In fact, not only can you retire on a million dollars in your 60s, but theoretically, you can retire on a million dollars at any age, and never run out of money.

It was a research paper published from Trinity University by three professors. What the trinity study measured, was the success rates of investment portfolios that had different withdrawal rates in retirement for different time periods throughout history between the years 1926 to 1995, which was later expanded to 2009.

This time period spanned the 2 world wars, the Great Depression of the 1929, high inflation period of 1970s, and the booming 1980s. So this simulation covered a lot of ground. They ran this simulation with 5 different portfolio diversities, 100% stocks, which is what I have with Robinhood, 75% stocks 25% bonds, 50% stocks 50% bonds, 25% stocks 75% bonds, and 100% bonds. They also researched the lengths for 15 years, 20 years, 25 years, and 30 year rolling periods.

The Trinity Study found that 4% was the magic number. If you retired in your 60s and you withdrew 4%, out of all the simulations that they ran, there was a 100% success rate that your money would outlast you in retirement. So in the case of our hypothetical example of one million dollars, 4% of a million would be exactly $40,000 per year.
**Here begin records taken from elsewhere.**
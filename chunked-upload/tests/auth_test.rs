/*
 * Copyright Amazon.com, Inc. or its affiliates. All Rights Reserved.
 * SPDX-License-Identifier: Apache-2.0
 */

use std::sync::Arc;
use std::time::Duration;

use chunked_upload::auth::{
    AuthEndpoints, AuthenticatedClient, Authority, DelegatedIdentity, Identity, Tokens,
};
use chunked_upload::error::ErrorKind;
use chunked_upload::http::HttpRequest;
use chunked_upload::types::RemoteErrorCode;
use http::Method;
use serde_json::{json, Value};
use test_common::{init_logs, MockHttpClient};

const API_URL: &str = "https://api.test/v1/files";
const REFRESH_URL: &str = "https://auth.test/token";
const SESSION_URL: &str = "https://auth.test/session";

const TOKEN_EXPIRED: &str = r#"{"code":"AccessTokenInvalid","message":"token expired"}"#;
const SIGNATURE_INVALID: &str =
    r#"{"code":"DeviceSessionSignatureInvalid","message":"bad signature"}"#;
const REFRESHED: &str = r#"{"access_token":"access-1","refresh_token":"refresh-1"}"#;

fn identity(http: &Arc<MockHttpClient>) -> Arc<Identity> {
    Arc::new(
        Identity::builder()
            .user_id("user-1")
            .app_id("app-1")
            .tokens(Tokens::new("access-0", "refresh-0"))
            .endpoints(AuthEndpoints {
                refresh_url: REFRESH_URL.to_owned(),
                session_url: SESSION_URL.to_owned(),
            })
            .http_client(http.clone())
            .build()
            .unwrap(),
    )
}

fn header<'a>(req: &'a test_common::RecordedRequest, name: &str) -> &'a str {
    req.headers.get(name).unwrap().to_str().unwrap()
}

#[tokio::test]
async fn test_expired_credential_is_refreshed_once() {
    init_logs();
    let http = Arc::new(MockHttpClient::new());
    http.respond(API_URL, 401, TOKEN_EXPIRED)
        .respond_always(API_URL, 200, r#"{"ok":true}"#)
        .respond_always(REFRESH_URL, 200, REFRESHED);
    let identity = identity(&http);
    let client = AuthenticatedClient::new(identity.clone(), http.clone());

    let resp: Value = client
        .send_json(Method::POST, API_URL, &json!({"name": "a"}))
        .await
        .unwrap();
    assert_eq!(json!({"ok": true}), resp);

    let refreshes = http.requests_to(REFRESH_URL);
    assert_eq!(1, refreshes.len());
    assert_eq!(
        json!({"refresh_token": "refresh-0", "grant_type": "refresh_token"}),
        refreshes[0].json()
    );

    let calls = http.requests_to(API_URL);
    assert_eq!(2, calls.len());
    assert_eq!("access-0", header(&calls[0], "authorization"));
    assert_eq!("access-1", header(&calls[1], "authorization"));
    assert_eq!(json!({"name": "a"}), calls[1].json());
    assert_eq!(Tokens::new("access-1", "refresh-1"), identity.tokens().await);
}

#[tokio::test(start_paused = true)]
async fn test_concurrent_refreshes_are_deduplicated() {
    let http = Arc::new(MockHttpClient::new().with_delay(Duration::from_millis(10)));
    http.respond_times(API_URL, 2, 401, TOKEN_EXPIRED)
        .respond_always(API_URL, 200, r#"{"ok":true}"#)
        .respond_always(REFRESH_URL, 200, REFRESHED);
    let client = AuthenticatedClient::new(identity(&http), http.clone());

    let body1 = json!({"n": 1});
    let body2 = json!({"n": 2});
    let (a, b) = tokio::join!(
        client.send_json::<_, Value>(Method::POST, API_URL, &body1),
        client.send_json::<_, Value>(Method::POST, API_URL, &body2),
    );
    a.unwrap();
    b.unwrap();

    assert_eq!(1, http.requests_to(REFRESH_URL).len());
    assert_eq!(4, http.requests_to(API_URL).len());
}

#[tokio::test]
async fn test_invalid_signature_recreates_session() {
    let http = Arc::new(MockHttpClient::new());
    http.respond(API_URL, 401, SIGNATURE_INVALID)
        .respond_always(API_URL, 200, r#"{"ok":true}"#)
        .respond_always(SESSION_URL, 200, "{}");
    let identity = identity(&http);
    let client = AuthenticatedClient::new(identity.clone(), http.clone());

    let _: Value = client
        .send_json(Method::POST, API_URL, &json!({}))
        .await
        .unwrap();

    let sessions = http.requests_to(SESSION_URL);
    assert_eq!(1, sessions.len());
    let body = sessions[0].json();
    assert_eq!("samsung", body["deviceName"]);
    assert_eq!("SM-G9810", body["modelName"]);
    assert_eq!(0, body["nonce"]);
    assert_eq!("refresh-0", body["refreshToken"]);
    let pub_key = body["pubKey"].as_str().unwrap();
    assert_eq!(130, pub_key.len());
    assert!(pub_key.starts_with("04"));

    // device id is the hex SHA-256 of the user id
    assert_eq!(
        "c6c289e49e9c05b2145860387b73bcb18df43fb09a1e4a4a9713c76c88bb541b",
        header(&sessions[0], "x-device-id")
    );

    let signing = identity.signing_context();
    let (_, _, generation) = signing.snapshot().await;
    assert_eq!(1, generation);
    assert_eq!(0, signing.retry_count().await);
}

#[tokio::test]
async fn test_session_repair_gives_up_after_three_attempts() {
    let http = Arc::new(MockHttpClient::new());
    http.respond_always(SESSION_URL, 500, "");
    let identity = identity(&http);

    let mut req = HttpRequest::new(Method::GET, API_URL);
    let ticket = identity.sign_request(&mut req).await.unwrap();

    for _ in 0..3 {
        let err = identity.recreate_session(ticket).await.unwrap_err();
        assert_eq!(&ErrorKind::RequestFailed, err.kind());
    }
    assert_eq!(3, identity.signing_context().retry_count().await);

    let err = identity.recreate_session(ticket).await.unwrap_err();
    assert_eq!(&ErrorKind::AuthRepairExhausted, err.kind());
    assert_eq!(0, identity.signing_context().retry_count().await);
    assert_eq!(3, http.requests_to(SESSION_URL).len());
}

#[tokio::test]
async fn test_unknown_code_is_surfaced() {
    let http = Arc::new(MockHttpClient::new());
    http.respond_always(
        API_URL,
        400,
        r#"{"code":"QuotaExhausted","message":"no space left"}"#,
    );
    let client = AuthenticatedClient::new(identity(&http), http.clone());

    let err = client
        .send_json::<_, Value>(Method::POST, API_URL, &json!({}))
        .await
        .unwrap_err();
    assert_eq!(
        Some(&RemoteErrorCode::Other("QuotaExhausted".to_owned())),
        err.remote_code()
    );
    assert_eq!(1, http.requests().len());
}

#[tokio::test]
async fn test_repairs_are_bounded_per_request() {
    let http = Arc::new(MockHttpClient::new());
    http.respond_always(API_URL, 401, TOKEN_EXPIRED)
        .respond_always(REFRESH_URL, 200, REFRESHED);
    let client = AuthenticatedClient::new(identity(&http), http.clone());

    let err = client
        .send_json::<_, Value>(Method::POST, API_URL, &json!({}))
        .await
        .unwrap_err();
    assert_eq!(Some(&RemoteErrorCode::AccessTokenInvalid), err.remote_code());
    assert_eq!(3, http.requests_to(API_URL).len());
    assert_eq!(2, http.requests_to(REFRESH_URL).len());
}

#[tokio::test]
async fn test_refresh_error_is_reported() {
    let http = Arc::new(MockHttpClient::new());
    http.respond_always(API_URL, 401, TOKEN_EXPIRED).respond_always(
        REFRESH_URL,
        400,
        r#"{"code":"InvalidGrant","message":"refresh token revoked"}"#,
    );
    let client = AuthenticatedClient::new(identity(&http), http.clone());

    let err = client
        .send_json::<_, Value>(Method::POST, API_URL, &json!({}))
        .await
        .unwrap_err();
    assert_eq!(
        Some(&RemoteErrorCode::Other("InvalidGrant".to_owned())),
        err.remote_code()
    );
    assert_eq!(1, http.requests_to(API_URL).len());
}

#[tokio::test]
async fn test_delegated_identity_shares_refresh() {
    let http = Arc::new(MockHttpClient::new());
    http.respond(API_URL, 401, TOKEN_EXPIRED)
        .respond_always(API_URL, 200, r#"{"ok":true}"#)
        .respond_always(REFRESH_URL, 200, REFRESHED);
    let primary = identity(&http);
    let delegated = Arc::new(DelegatedIdentity::new(primary.clone()));
    assert_eq!("user-1", delegated.user_id());

    let client = AuthenticatedClient::new(delegated, http.clone());
    let _: Value = client
        .send_json(Method::POST, API_URL, &json!({}))
        .await
        .unwrap();

    assert_eq!(1, http.requests_to(REFRESH_URL).len());
    assert_eq!("access-1", primary.access_token().await);
}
If you withdraw $40,000 per year, starting at retirement age, there’s a 100% chance your money will outlast you in all the economic simulations.

But there's a catch, If you increase the amount of years you want to be retiree, then your chances of success will decrease. If you want to be retired for 50 years and withdraw 4% per year, the chance of success drops down to 90%.

To compensate for that, a safer rate is using a 3.5%, doing this, increases the odds back to 98% success rate (assuming a 100% stock portfolio). In fact, if you withdraw 3.5%, your "terminal amount" (the amount you're left with after retirement), would multiply 6 times. That's because compound interest grows your money faster than you can spend it.